Addis-Abeba – Le sommet de l’Union africaine (UA), ouvert ce samedi en Éthiopie, a été marqué par des prises de position fortes sur la situation au Soudan, en République démocratique du Congo et en Palestine. Au-delà du thème officiel consacré à l’accès à l’eau et à l’assainissement, la sécurité continentale et le conflit israélo-palestinien ont rapidement dominé les échanges.
Dans son discours d’ouverture, le président de la Commission de l’UA, Mahmoud Ali Youssouf, a dénoncé ce qu’il a qualifié d’« extermination » du peuple palestinien. Cette déclaration intervient alors que les tensions restent vives au Moyen-Orient.
Par ailleurs, le secrétaire général des Nations unies, António Guterres, a plaidé devant les dirigeants africains pour une représentation permanente du continent au sein du Conseil de sécurité de l’ONU. Il a réitéré son appel à une réforme de cette instance, estimant qu’elle ne reflète plus les réalités géopolitiques actuelles.

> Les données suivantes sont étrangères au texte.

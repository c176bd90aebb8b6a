use std::fmt::Write;

use crate::context::{Slots, Turn};
use crate::retriever::Hit;

pub const SYSTEM_QA: &str = "Eres el asistente de Admisiones de la universidad.
Responde en español rioplatense, claro y conciso.

Si una respuesta depende de un período/año, aclara qué período estás usando.
Si la evidencia es insuficiente, dilo y sugerí contacto humano.
No inventes datos ni políticas.
";

pub const PROMPT_HISTORY_TURNS: usize = 4;

/// Builds the user prompt: context slots, recent turns, question and numbered
/// fragments.
pub fn build_prompt(query: &str, hits: &[Hit], history: &[Turn], slots: &Slots) -> String {
    let mut out = String::new();

    let mut parts = Vec::new();
    if let Some(name) = slots.program_name.as_deref().filter(|v| !v.is_empty()) {
        parts.push(format!("Carrera: {name}"));
    }
    if let Some(period) = slots.period.as_deref().filter(|v| !v.is_empty()) {
        parts.push(format!("Período: {period}"));
    }
    if let Some(faculty) = slots.faculty.as_deref().filter(|v| !v.is_empty()) {
        parts.push(format!("Facultad: {faculty}"));
    }
    if !parts.is_empty() {
        let _ = writeln!(out, "Contexto actual: {}", parts.join(" | "));
    }

    let tail = &history[history.len().saturating_sub(PROMPT_HISTORY_TURNS)..];
    for turn in tail {
        let _ = writeln!(out, "{}: {}", turn.role.as_str(), turn.content);
    }

    let _ = write!(out, "\nPregunta: {query}\n\nContexto recuperado:\n");
    for (i, hit) in hits.iter().enumerate() {
        let _ = writeln!(out, "[{}] {}", i + 1, hit.text);
    }
    out.push_str(
        "\nInstrucciones: responde breve y cita [n] donde n sea el índice del fragmento relevante.\n",
    );
    out
}

#[cfg(test)]
mod tests {
    use super::*;
    use serde_json::Map;

    fn hit(text: &str) -> Hit {
        Hit {
            text: text.to_string(),
            metadata: Map::new(),
            score: 1.0,
        }
    }

    #[test]
    fn prompt_lists_slots_history_and_fragments() {
        let slots = Slots {
            program_name: Some("Medicina".into()),
            period: Some("2025".into()),
            ..Slots::default()
        };
        let history: Vec<Turn> = (0..6)
            .map(|i| if i % 2 == 0 { Turn::user(format!("u{i}")) } else { Turn::assistant(format!("a{i}")) })
            .collect();
        let prompt = build_prompt("¿cuánto sale?", &[hit("ARANCEL: 62.000"), hit("CUOTAS: 10")], &history, &slots);
        assert!(prompt.starts_with("Contexto actual: Carrera: Medicina | Período: 2025\n"));
        assert!(!prompt.contains("u0"));
        assert!(prompt.contains("user: u2\nassistant: a3\nuser: u4\nassistant: a5\n"));
        assert!(prompt.contains("Pregunta: ¿cuánto sale?"));
        assert!(prompt.contains("Contexto recuperado:\n[1] ARANCEL: 62.000\n[2] CUOTAS: 10\n"));
        assert!(prompt.trim_end().ends_with("fragmento relevante."));
    }

    #[test]
    fn empty_slots_add_no_context_line() {
        let prompt = build_prompt("hola", &[], &[], &Slots::default());
        assert!(prompt.starts_with("\nPregunta: hola"));
    }
}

Si le sommet devait initialement se concentrer sur les défis liés à l’accès à l’eau potable et à des services d’assainissement adéquats pour les populations africaines, les crises sécuritaires en cours ont rapidement pris le dessus. Les conflits au Soudan et en République démocratique du Congo, en particulier, ont été au centre des préoccupations exprimées par les chefs d’État et de gouvernement présents à Addis-Abeba.